> **Supplied data**:
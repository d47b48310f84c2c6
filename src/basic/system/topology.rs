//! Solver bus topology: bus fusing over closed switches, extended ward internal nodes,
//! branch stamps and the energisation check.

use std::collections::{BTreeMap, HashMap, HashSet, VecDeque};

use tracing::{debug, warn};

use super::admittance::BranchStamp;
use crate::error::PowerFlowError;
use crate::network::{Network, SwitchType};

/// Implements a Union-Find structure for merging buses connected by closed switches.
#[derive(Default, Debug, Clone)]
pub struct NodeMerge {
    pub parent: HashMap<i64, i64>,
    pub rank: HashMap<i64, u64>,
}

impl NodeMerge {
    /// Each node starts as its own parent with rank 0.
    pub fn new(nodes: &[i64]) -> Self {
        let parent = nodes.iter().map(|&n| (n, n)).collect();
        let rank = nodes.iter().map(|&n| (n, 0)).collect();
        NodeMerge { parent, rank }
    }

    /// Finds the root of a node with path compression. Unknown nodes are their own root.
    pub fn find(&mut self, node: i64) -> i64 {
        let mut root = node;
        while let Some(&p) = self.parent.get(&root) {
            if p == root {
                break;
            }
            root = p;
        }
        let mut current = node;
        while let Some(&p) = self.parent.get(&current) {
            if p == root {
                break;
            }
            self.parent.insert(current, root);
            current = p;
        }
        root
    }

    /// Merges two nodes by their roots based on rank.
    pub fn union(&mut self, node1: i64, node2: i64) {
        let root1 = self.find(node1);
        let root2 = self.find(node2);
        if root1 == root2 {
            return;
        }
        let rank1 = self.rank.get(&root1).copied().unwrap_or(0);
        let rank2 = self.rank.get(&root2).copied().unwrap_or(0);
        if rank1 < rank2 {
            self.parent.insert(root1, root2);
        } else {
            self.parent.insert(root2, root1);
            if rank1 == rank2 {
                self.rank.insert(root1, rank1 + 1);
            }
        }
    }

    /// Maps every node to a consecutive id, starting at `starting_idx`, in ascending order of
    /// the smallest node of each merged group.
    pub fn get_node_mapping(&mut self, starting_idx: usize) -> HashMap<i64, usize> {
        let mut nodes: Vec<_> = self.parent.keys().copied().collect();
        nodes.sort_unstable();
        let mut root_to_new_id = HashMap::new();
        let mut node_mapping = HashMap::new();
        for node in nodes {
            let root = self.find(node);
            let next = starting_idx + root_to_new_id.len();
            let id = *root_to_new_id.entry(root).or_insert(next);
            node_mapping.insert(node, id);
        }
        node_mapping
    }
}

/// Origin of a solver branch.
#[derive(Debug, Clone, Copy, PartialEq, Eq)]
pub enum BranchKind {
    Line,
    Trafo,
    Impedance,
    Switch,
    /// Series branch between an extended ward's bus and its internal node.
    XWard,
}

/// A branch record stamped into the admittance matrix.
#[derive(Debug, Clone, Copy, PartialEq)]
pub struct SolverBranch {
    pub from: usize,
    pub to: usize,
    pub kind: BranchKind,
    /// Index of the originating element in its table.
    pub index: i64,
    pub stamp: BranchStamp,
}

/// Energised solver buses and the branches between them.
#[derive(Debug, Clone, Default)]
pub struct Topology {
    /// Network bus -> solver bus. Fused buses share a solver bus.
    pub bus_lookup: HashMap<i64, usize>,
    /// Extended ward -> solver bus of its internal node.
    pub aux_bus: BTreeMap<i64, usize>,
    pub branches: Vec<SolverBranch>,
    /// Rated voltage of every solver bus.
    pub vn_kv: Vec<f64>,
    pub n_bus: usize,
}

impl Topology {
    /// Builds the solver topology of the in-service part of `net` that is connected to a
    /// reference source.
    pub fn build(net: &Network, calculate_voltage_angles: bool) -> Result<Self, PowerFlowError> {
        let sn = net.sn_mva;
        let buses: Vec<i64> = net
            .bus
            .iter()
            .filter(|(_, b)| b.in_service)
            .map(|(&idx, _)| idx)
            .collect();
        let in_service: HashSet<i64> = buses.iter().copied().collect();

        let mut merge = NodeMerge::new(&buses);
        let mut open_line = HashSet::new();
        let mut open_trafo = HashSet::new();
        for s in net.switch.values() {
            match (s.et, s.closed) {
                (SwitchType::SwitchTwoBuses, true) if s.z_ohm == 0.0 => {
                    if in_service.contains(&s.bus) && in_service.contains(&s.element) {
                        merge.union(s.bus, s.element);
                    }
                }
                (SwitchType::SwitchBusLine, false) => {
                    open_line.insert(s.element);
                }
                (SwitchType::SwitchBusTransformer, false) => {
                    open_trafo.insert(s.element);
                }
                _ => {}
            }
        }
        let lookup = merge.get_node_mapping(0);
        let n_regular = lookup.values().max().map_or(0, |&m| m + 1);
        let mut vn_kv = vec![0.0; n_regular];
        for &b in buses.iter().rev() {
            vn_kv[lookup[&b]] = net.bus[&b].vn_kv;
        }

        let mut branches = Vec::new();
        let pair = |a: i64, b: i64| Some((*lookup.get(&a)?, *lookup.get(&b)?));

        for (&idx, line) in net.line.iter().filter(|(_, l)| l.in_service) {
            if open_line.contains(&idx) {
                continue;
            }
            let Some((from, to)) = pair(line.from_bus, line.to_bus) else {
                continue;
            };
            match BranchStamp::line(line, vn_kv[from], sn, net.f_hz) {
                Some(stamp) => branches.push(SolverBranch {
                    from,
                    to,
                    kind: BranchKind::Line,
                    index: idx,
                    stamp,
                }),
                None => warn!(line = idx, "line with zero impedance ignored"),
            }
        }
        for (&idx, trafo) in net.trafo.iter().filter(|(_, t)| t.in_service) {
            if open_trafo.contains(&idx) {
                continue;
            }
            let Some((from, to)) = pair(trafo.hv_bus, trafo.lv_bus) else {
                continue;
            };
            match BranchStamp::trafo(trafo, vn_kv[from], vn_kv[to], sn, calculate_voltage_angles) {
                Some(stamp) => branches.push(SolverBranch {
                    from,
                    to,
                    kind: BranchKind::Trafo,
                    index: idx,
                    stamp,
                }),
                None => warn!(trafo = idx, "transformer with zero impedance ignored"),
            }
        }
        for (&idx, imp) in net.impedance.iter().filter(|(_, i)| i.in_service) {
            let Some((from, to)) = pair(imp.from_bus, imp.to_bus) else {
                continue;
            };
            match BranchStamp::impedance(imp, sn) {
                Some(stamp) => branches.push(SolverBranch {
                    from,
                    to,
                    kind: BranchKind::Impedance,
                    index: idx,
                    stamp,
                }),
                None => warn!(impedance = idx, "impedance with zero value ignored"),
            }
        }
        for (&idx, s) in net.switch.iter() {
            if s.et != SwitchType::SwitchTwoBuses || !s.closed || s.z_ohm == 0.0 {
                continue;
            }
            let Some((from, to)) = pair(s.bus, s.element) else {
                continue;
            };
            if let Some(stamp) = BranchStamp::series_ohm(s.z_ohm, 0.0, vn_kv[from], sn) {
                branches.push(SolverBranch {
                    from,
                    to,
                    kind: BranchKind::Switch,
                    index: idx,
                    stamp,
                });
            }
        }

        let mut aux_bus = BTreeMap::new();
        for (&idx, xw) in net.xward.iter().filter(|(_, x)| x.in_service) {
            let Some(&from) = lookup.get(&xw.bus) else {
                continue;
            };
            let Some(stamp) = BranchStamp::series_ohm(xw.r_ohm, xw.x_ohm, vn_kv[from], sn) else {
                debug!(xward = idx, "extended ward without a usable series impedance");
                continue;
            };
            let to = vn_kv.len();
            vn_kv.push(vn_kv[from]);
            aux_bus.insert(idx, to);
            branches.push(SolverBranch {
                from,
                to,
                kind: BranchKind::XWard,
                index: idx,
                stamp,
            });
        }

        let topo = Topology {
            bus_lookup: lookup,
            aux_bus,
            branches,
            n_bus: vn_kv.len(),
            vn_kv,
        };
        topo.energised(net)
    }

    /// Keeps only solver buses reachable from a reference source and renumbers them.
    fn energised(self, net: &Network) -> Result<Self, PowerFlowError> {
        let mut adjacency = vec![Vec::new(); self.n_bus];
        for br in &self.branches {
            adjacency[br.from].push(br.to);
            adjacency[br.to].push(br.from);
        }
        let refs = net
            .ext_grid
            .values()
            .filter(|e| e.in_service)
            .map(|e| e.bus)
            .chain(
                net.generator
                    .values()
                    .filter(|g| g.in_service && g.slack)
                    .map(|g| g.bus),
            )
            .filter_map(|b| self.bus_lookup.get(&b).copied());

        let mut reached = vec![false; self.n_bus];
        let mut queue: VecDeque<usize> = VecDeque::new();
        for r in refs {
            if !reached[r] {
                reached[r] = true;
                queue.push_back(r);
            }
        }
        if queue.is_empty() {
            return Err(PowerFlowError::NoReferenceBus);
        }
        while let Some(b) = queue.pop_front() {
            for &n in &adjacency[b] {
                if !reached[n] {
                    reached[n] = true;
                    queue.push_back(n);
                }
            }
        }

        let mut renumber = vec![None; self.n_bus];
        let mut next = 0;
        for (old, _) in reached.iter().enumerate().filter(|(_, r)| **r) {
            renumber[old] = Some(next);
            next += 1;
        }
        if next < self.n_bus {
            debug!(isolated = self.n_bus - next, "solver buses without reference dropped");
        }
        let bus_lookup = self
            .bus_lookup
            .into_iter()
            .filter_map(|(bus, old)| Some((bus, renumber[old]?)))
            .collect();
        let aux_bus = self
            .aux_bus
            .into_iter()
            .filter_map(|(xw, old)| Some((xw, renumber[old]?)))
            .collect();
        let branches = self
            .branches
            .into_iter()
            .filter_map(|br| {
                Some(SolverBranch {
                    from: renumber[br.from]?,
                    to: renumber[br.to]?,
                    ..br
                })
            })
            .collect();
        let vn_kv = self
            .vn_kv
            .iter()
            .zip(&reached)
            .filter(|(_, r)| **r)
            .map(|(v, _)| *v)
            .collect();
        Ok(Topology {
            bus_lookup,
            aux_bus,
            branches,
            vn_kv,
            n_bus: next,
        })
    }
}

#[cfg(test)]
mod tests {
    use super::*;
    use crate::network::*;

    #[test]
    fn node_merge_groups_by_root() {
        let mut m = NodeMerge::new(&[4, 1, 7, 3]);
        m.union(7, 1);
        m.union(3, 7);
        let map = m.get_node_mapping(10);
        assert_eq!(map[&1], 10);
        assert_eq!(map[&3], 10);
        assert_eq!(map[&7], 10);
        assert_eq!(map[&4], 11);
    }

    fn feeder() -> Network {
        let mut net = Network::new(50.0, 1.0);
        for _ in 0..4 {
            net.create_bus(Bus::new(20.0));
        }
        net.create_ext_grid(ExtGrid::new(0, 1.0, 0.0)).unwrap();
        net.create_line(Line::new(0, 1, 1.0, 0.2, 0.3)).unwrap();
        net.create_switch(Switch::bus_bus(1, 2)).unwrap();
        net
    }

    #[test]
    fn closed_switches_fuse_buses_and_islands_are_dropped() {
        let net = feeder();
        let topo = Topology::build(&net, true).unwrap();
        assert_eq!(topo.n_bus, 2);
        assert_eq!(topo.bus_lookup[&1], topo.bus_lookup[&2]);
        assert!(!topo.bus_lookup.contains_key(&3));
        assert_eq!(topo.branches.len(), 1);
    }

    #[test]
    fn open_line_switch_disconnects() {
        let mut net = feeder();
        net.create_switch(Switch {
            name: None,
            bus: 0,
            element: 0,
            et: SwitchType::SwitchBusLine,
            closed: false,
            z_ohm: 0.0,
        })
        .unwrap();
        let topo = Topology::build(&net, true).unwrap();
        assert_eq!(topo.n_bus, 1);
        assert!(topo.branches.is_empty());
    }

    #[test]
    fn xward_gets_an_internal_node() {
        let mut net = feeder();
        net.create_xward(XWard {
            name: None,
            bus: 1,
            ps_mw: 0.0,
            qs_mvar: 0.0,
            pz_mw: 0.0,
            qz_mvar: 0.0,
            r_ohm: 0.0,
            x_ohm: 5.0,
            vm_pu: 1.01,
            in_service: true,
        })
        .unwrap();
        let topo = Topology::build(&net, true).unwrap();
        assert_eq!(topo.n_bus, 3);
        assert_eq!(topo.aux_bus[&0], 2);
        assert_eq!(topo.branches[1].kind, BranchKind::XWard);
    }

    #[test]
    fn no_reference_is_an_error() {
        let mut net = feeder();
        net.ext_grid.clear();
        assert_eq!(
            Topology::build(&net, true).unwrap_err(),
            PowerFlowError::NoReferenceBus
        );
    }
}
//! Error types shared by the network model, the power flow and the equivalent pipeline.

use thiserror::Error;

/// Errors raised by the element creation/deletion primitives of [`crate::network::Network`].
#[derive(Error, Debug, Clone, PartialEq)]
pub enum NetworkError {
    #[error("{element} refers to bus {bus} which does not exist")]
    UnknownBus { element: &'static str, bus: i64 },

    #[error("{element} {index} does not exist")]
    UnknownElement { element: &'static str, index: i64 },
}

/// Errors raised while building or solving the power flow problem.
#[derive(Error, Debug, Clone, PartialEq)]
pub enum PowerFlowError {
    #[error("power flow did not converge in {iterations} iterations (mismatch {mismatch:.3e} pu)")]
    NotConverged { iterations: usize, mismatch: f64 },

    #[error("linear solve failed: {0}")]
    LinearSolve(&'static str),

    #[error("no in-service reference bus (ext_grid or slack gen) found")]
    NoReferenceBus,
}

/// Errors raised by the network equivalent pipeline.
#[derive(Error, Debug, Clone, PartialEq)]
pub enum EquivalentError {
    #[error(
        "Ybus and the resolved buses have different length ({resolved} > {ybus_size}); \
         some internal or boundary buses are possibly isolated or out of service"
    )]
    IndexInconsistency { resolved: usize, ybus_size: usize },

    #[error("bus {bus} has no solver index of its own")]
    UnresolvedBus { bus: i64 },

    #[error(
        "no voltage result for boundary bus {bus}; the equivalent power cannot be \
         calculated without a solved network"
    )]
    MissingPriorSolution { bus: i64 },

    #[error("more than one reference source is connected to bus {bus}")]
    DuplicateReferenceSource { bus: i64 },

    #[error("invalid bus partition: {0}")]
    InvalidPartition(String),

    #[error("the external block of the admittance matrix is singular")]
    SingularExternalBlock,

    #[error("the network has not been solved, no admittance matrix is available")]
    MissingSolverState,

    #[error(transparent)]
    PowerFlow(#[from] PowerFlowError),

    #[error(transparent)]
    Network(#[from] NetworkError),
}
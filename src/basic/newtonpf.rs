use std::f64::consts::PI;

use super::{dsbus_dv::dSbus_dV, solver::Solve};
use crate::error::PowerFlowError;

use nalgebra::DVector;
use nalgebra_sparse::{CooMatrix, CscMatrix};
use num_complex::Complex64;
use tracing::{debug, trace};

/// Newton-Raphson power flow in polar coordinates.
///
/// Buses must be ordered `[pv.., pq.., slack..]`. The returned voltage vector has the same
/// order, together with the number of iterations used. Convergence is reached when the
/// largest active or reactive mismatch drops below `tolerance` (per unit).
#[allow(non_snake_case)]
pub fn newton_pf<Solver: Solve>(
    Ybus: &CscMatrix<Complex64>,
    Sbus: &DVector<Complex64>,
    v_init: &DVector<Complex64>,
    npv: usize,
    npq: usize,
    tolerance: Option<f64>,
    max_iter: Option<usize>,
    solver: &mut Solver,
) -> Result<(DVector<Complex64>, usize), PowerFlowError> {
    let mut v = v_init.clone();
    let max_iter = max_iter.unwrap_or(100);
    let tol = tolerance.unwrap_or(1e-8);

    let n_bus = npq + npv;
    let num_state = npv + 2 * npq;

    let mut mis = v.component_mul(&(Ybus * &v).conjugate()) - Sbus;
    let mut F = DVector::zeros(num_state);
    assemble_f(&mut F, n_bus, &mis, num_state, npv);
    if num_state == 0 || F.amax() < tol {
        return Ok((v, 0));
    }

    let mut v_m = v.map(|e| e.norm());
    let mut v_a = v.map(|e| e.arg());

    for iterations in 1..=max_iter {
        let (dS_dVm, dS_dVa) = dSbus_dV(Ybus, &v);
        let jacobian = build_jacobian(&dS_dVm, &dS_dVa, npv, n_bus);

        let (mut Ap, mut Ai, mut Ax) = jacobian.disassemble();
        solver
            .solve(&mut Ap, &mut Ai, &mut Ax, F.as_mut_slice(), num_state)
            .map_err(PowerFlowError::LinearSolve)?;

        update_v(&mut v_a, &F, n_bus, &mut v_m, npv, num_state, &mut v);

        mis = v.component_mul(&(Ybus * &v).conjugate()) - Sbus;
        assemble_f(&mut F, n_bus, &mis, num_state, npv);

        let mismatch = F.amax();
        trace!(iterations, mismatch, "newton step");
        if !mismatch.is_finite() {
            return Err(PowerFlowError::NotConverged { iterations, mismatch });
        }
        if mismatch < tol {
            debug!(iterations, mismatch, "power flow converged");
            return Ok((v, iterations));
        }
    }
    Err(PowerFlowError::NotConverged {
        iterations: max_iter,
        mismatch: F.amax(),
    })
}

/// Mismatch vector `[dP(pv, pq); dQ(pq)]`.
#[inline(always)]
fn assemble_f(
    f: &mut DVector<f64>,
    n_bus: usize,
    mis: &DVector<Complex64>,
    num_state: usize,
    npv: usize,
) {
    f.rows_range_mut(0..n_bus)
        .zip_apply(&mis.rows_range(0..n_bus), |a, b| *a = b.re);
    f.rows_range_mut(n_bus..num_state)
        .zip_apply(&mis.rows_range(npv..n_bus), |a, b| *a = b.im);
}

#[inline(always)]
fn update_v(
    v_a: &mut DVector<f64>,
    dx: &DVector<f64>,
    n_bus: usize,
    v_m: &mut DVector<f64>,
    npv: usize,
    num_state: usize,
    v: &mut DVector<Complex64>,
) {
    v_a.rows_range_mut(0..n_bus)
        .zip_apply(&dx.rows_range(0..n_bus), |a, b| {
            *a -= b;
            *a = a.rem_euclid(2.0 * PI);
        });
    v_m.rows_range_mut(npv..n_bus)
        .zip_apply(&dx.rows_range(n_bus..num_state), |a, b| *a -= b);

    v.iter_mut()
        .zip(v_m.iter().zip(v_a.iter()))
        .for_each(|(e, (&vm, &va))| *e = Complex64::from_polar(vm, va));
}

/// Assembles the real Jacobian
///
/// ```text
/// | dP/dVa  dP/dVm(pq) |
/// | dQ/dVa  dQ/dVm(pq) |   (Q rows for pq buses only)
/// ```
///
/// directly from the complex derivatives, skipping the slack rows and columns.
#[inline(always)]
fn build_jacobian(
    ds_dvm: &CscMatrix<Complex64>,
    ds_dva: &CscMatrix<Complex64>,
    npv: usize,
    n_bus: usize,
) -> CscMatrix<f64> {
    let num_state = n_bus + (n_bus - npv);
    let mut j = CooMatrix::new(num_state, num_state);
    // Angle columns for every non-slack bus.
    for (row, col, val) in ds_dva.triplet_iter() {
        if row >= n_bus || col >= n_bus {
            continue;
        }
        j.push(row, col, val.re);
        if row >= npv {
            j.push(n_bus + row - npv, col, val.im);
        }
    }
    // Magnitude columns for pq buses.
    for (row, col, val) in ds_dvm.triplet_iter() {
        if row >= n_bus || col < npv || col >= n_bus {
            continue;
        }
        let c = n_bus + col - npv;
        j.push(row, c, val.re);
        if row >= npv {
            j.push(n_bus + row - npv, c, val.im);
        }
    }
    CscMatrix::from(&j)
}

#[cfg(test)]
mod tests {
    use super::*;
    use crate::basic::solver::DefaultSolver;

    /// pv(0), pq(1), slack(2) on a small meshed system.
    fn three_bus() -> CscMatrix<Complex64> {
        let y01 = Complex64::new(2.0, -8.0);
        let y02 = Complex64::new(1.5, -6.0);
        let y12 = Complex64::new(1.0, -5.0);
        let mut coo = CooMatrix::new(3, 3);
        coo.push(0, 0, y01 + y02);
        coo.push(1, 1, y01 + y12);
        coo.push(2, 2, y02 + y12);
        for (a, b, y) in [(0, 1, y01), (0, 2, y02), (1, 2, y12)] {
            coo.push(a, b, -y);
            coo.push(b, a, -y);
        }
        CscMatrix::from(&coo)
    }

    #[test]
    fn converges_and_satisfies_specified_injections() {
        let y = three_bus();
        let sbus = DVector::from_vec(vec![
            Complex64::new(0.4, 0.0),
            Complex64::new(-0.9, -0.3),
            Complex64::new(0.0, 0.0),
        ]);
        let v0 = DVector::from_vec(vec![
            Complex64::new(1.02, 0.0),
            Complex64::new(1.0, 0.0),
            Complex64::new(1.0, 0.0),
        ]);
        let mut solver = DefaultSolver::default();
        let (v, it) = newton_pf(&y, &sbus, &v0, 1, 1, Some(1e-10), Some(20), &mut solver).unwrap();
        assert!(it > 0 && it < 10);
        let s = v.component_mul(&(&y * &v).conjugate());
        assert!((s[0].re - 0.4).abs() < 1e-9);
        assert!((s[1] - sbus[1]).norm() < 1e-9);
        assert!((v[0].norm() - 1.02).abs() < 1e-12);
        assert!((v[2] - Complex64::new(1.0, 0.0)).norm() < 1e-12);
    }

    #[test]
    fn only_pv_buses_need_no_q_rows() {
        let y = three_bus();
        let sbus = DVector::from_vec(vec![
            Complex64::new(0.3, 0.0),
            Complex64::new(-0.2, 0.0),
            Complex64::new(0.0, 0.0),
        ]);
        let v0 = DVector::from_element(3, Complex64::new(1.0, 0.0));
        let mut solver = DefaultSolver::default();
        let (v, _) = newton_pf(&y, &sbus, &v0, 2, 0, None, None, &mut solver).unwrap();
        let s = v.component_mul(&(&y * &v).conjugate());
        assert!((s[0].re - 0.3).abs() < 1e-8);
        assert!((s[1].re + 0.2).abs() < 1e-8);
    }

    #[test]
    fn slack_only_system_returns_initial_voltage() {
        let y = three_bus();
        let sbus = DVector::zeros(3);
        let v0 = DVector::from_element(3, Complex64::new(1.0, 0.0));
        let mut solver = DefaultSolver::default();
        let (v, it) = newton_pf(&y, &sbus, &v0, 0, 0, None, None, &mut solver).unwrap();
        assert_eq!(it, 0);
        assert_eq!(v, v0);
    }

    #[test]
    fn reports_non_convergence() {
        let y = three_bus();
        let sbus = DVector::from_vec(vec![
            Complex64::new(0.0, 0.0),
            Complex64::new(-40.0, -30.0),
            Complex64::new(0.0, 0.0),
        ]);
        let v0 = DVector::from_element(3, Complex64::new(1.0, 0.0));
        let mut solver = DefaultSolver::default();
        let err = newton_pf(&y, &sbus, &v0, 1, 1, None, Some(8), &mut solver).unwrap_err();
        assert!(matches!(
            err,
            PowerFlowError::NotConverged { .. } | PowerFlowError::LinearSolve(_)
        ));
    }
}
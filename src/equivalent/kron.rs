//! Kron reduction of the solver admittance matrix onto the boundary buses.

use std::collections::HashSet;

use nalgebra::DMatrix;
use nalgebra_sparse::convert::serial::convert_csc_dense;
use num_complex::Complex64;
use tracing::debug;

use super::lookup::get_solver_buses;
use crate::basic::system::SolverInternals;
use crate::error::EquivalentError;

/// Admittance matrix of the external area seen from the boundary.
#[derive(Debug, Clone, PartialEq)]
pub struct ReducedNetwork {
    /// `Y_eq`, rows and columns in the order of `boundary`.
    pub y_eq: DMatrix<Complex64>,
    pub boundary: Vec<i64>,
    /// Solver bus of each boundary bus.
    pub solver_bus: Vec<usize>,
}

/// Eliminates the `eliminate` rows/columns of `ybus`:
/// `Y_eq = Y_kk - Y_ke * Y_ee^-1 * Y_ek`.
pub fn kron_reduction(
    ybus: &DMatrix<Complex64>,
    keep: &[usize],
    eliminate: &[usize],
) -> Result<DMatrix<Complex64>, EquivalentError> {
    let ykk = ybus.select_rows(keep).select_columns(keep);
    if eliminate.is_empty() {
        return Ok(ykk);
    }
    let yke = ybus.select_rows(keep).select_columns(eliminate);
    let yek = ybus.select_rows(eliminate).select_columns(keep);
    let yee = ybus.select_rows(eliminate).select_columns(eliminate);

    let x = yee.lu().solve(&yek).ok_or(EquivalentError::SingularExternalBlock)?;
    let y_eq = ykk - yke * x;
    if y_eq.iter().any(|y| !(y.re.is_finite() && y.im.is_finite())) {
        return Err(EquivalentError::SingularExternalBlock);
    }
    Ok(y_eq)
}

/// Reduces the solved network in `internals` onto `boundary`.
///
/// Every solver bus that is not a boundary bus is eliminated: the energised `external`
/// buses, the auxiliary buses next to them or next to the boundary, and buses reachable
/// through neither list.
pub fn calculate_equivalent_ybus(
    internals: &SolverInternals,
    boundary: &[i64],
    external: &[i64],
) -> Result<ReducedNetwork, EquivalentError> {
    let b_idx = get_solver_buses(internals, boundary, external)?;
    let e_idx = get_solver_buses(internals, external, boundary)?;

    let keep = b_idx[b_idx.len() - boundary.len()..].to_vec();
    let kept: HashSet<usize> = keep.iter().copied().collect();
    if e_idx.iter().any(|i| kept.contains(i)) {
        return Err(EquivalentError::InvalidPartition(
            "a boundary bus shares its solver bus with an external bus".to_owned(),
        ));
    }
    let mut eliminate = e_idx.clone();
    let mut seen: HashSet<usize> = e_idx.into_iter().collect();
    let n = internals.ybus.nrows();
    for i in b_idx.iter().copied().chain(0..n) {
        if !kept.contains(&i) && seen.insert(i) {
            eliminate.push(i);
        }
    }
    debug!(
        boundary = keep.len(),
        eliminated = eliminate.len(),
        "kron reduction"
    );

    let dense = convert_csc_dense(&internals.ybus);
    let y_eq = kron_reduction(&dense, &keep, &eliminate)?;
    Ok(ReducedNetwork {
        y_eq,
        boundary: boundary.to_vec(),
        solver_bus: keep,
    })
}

> **The task**: The answer is every line in the data where the word "amax" appears.

> **Answer section**:
    if num_state == 0 || F.amax() < tol {
        let mismatch = F.amax();
        mismatch: F.amax(),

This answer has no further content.